### Aim of the exercise
Return the lines below that contain "StitchResult".

_____

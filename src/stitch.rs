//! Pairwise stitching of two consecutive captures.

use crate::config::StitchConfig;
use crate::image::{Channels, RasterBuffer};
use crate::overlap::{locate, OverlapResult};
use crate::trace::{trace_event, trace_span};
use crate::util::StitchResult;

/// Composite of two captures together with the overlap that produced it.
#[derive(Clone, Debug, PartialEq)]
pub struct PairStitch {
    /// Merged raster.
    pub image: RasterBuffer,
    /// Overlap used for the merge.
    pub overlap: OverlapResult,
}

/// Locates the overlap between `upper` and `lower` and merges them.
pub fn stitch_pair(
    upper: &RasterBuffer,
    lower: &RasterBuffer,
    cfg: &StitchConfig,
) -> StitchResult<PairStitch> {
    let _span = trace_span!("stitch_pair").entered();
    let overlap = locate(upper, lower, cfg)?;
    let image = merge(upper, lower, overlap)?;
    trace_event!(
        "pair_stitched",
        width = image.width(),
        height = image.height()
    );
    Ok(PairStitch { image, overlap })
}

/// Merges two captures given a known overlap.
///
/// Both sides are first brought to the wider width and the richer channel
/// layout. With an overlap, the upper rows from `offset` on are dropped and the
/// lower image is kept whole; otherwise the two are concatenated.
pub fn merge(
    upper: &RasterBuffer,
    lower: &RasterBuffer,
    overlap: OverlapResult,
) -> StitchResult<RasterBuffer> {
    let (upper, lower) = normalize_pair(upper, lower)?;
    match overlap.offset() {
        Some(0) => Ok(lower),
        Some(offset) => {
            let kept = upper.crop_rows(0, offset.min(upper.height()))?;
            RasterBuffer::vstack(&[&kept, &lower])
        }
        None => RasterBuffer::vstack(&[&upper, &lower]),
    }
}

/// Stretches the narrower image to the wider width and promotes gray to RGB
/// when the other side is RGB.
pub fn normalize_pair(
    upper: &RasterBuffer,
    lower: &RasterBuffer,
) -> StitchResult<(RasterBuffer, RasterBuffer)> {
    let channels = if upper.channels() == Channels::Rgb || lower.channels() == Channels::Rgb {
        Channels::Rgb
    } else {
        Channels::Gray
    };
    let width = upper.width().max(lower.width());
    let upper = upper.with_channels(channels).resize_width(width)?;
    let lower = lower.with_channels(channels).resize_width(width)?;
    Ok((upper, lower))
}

_____

### Exercise output
use crate::util::StitchResult;
) -> StitchResult<PairStitch> {
) -> StitchResult<RasterBuffer> {
) -> StitchResult<(RasterBuffer, RasterBuffer)> {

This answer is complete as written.